#### Work request
When you reach the line containing "use walkdir::WalkDir;" in the entries below, begin reproducing lines exactly, and stop once the line containing "the tree root." is done.

#### Material for this exercise
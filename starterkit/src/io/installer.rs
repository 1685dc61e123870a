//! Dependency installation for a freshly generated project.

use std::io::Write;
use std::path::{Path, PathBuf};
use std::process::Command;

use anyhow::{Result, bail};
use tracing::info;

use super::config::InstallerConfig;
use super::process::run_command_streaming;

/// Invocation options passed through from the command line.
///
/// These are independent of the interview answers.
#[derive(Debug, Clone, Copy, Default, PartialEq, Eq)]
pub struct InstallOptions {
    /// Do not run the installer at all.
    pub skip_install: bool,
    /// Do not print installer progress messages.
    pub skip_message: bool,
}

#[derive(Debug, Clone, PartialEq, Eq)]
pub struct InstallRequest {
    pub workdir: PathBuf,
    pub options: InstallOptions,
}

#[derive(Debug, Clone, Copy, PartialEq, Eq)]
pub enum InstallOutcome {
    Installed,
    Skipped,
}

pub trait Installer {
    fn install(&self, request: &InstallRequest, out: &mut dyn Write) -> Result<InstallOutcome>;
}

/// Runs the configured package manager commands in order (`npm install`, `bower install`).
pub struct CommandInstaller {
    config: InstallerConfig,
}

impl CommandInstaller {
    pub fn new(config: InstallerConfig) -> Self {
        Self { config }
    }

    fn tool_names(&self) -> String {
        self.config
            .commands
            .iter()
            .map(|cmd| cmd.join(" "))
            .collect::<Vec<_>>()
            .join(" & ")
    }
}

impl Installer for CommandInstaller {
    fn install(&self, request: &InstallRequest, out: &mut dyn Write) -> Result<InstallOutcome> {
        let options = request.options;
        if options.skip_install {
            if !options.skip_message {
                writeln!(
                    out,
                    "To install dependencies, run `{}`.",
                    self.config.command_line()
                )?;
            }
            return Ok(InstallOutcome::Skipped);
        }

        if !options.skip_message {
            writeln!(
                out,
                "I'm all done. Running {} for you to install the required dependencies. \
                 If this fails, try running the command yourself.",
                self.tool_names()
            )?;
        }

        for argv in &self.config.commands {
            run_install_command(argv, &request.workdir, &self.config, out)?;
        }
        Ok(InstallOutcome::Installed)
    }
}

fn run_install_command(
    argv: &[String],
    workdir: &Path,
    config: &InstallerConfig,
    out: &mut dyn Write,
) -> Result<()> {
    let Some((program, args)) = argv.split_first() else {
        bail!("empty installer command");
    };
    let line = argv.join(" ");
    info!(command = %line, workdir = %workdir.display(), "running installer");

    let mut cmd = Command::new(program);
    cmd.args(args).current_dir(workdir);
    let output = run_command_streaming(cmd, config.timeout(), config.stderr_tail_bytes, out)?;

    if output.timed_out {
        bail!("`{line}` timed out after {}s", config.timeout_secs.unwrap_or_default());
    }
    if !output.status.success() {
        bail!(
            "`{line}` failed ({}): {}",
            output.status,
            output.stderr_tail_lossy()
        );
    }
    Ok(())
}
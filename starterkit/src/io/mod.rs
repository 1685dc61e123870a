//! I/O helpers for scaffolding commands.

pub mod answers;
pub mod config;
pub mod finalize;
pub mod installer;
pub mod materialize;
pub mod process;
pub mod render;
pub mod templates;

...

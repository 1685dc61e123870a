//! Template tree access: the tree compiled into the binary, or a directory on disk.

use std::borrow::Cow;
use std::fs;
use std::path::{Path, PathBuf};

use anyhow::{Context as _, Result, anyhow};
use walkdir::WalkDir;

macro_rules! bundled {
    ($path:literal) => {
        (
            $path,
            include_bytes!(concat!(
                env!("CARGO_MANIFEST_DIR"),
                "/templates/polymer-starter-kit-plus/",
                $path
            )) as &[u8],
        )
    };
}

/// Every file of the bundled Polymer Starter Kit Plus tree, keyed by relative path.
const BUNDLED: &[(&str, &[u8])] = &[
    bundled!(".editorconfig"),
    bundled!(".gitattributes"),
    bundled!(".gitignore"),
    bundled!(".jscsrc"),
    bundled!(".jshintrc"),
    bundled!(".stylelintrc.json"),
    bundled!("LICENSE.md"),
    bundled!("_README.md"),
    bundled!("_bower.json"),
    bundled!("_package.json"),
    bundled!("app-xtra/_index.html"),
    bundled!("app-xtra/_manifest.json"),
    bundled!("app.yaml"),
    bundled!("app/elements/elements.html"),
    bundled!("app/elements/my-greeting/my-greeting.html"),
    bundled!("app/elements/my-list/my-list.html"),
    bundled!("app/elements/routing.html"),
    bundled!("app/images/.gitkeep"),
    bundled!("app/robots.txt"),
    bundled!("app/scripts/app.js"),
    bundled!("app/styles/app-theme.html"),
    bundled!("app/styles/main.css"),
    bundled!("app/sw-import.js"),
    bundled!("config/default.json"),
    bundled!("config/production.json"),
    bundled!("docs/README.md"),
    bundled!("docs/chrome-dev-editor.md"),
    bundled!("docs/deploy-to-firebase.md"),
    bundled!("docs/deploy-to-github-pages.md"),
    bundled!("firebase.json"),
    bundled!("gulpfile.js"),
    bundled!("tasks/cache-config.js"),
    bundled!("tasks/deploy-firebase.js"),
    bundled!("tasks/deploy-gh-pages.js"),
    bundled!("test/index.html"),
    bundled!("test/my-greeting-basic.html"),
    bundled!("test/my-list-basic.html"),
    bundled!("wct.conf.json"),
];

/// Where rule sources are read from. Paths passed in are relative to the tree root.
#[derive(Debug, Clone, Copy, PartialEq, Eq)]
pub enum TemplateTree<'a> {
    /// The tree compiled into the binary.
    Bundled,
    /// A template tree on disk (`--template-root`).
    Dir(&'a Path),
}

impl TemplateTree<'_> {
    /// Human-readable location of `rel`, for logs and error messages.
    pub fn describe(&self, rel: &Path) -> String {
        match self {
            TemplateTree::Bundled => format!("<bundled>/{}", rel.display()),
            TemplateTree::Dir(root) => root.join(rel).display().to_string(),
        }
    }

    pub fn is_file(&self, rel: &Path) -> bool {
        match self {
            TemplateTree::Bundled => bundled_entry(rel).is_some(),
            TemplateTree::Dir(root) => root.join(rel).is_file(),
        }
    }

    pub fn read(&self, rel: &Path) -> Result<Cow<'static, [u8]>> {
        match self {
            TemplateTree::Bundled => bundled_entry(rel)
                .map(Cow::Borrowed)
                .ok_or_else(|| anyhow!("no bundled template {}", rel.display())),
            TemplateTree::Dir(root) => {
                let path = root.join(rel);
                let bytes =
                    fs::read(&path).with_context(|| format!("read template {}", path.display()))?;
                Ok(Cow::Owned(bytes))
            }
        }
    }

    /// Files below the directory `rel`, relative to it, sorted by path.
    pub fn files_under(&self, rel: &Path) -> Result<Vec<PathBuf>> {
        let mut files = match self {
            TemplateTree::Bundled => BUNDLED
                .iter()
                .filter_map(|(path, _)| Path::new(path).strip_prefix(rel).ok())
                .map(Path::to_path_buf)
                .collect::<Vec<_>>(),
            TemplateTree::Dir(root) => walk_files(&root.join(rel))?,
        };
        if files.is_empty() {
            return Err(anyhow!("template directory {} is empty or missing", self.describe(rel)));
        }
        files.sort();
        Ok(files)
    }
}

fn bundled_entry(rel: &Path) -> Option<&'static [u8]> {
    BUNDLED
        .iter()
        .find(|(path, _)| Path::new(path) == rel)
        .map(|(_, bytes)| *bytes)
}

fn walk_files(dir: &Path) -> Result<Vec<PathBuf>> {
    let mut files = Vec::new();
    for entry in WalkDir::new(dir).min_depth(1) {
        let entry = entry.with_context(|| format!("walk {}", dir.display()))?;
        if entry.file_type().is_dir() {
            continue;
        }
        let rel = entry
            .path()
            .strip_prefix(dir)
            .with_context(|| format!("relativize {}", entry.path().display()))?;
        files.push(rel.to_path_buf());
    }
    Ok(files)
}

...

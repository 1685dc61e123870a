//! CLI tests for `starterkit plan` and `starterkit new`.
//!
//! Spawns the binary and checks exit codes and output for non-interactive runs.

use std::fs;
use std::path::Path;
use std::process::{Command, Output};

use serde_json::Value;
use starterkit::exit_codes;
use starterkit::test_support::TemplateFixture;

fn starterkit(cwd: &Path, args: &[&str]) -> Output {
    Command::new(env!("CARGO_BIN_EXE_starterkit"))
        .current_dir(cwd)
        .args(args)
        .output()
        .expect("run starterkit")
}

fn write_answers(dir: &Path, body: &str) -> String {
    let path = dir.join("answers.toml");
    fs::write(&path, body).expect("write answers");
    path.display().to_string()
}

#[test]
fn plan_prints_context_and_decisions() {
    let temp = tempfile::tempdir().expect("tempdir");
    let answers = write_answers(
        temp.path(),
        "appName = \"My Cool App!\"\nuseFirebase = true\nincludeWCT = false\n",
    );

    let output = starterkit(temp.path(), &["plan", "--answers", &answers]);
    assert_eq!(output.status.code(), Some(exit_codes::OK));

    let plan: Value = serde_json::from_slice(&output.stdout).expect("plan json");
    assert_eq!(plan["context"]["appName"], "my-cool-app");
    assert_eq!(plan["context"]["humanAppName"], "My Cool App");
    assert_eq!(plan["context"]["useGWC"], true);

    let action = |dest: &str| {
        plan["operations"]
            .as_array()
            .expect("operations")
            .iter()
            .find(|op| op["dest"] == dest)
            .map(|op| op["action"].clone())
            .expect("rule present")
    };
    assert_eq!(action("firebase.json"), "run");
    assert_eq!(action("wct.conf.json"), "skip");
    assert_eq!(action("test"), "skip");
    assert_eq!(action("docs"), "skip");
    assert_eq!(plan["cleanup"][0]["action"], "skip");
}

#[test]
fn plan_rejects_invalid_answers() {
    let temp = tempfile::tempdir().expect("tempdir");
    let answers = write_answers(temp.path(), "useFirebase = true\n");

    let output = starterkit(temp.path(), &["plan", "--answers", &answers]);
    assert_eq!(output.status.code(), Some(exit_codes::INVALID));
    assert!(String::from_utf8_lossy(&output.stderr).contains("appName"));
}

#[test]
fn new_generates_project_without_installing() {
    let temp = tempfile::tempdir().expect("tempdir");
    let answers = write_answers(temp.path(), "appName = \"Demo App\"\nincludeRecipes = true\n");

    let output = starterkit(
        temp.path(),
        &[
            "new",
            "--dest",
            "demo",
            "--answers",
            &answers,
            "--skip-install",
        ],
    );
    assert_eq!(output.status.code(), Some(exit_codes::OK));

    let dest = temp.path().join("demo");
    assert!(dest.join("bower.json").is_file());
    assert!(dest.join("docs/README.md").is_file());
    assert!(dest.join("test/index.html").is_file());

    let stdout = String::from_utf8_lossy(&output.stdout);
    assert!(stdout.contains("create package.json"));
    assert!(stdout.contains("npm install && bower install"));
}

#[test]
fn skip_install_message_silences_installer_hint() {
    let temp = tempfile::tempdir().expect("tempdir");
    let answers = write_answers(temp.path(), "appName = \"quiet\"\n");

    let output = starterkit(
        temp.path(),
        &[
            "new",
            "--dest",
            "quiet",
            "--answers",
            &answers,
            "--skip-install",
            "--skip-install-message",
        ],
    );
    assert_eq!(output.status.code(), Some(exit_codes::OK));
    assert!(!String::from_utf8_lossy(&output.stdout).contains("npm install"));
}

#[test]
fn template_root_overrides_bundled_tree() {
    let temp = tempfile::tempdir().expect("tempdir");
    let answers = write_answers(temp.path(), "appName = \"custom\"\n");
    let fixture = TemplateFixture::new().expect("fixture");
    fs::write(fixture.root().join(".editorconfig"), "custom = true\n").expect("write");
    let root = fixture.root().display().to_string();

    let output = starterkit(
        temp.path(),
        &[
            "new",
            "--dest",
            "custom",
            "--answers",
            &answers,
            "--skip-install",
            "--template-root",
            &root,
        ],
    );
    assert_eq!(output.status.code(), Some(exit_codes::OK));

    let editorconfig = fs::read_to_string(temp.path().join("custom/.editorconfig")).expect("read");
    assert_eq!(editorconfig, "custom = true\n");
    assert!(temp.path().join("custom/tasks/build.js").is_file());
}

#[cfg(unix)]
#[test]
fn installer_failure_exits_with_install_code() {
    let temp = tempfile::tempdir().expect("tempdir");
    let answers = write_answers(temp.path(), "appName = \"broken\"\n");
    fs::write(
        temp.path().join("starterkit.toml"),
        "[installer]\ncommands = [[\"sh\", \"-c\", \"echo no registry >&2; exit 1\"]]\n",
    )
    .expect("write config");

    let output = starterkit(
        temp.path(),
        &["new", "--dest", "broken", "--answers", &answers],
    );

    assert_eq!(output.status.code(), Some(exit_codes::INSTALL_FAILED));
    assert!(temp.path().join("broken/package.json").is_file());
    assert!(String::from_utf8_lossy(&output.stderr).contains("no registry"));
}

#### Task result
use walkdir::WalkDir;

macro_rules! bundled {
    ($path:literal) => {
        (
            $path,
            include_bytes!(concat!(
                env!("CARGO_MANIFEST_DIR"),
                "/templates/polymer-starter-kit-plus/",
                $path
            )) as &[u8],
        )
    };
}

/// Every file of the bundled Polymer Starter Kit Plus tree, keyed by relative path.
const BUNDLED: &[(&str, &[u8])] = &[
    bundled!(".editorconfig"),
    bundled!(".gitattributes"),
    bundled!(".gitignore"),
    bundled!(".jscsrc"),
    bundled!(".jshintrc"),
    bundled!(".stylelintrc.json"),
    bundled!("LICENSE.md"),
    bundled!("_README.md"),
    bundled!("_bower.json"),
    bundled!("_package.json"),
    bundled!("app-xtra/_index.html"),
    bundled!("app-xtra/_manifest.json"),
    bundled!("app.yaml"),
    bundled!("app/elements/elements.html"),
    bundled!("app/elements/my-greeting/my-greeting.html"),
    bundled!("app/elements/my-list/my-list.html"),
    bundled!("app/elements/routing.html"),
    bundled!("app/images/.gitkeep"),
    bundled!("app/robots.txt"),
    bundled!("app/scripts/app.js"),
    bundled!("app/styles/app-theme.html"),
    bundled!("app/styles/main.css"),
    bundled!("app/sw-import.js"),
    bundled!("config/default.json"),
    bundled!("config/production.json"),
    bundled!("docs/README.md"),
    bundled!("docs/chrome-dev-editor.md"),
    bundled!("docs/deploy-to-firebase.md"),
    bundled!("docs/deploy-to-github-pages.md"),
    bundled!("firebase.json"),
    bundled!("gulpfile.js"),
    bundled!("tasks/cache-config.js"),
    bundled!("tasks/deploy-firebase.js"),
    bundled!("tasks/deploy-gh-pages.js"),
    bundled!("test/index.html"),
    bundled!("test/my-greeting-basic.html"),
    bundled!("test/my-list-basic.html"),
    bundled!("wct.conf.json"),
];

/// Where rule sources are read from. Paths passed in are relative to the tree root.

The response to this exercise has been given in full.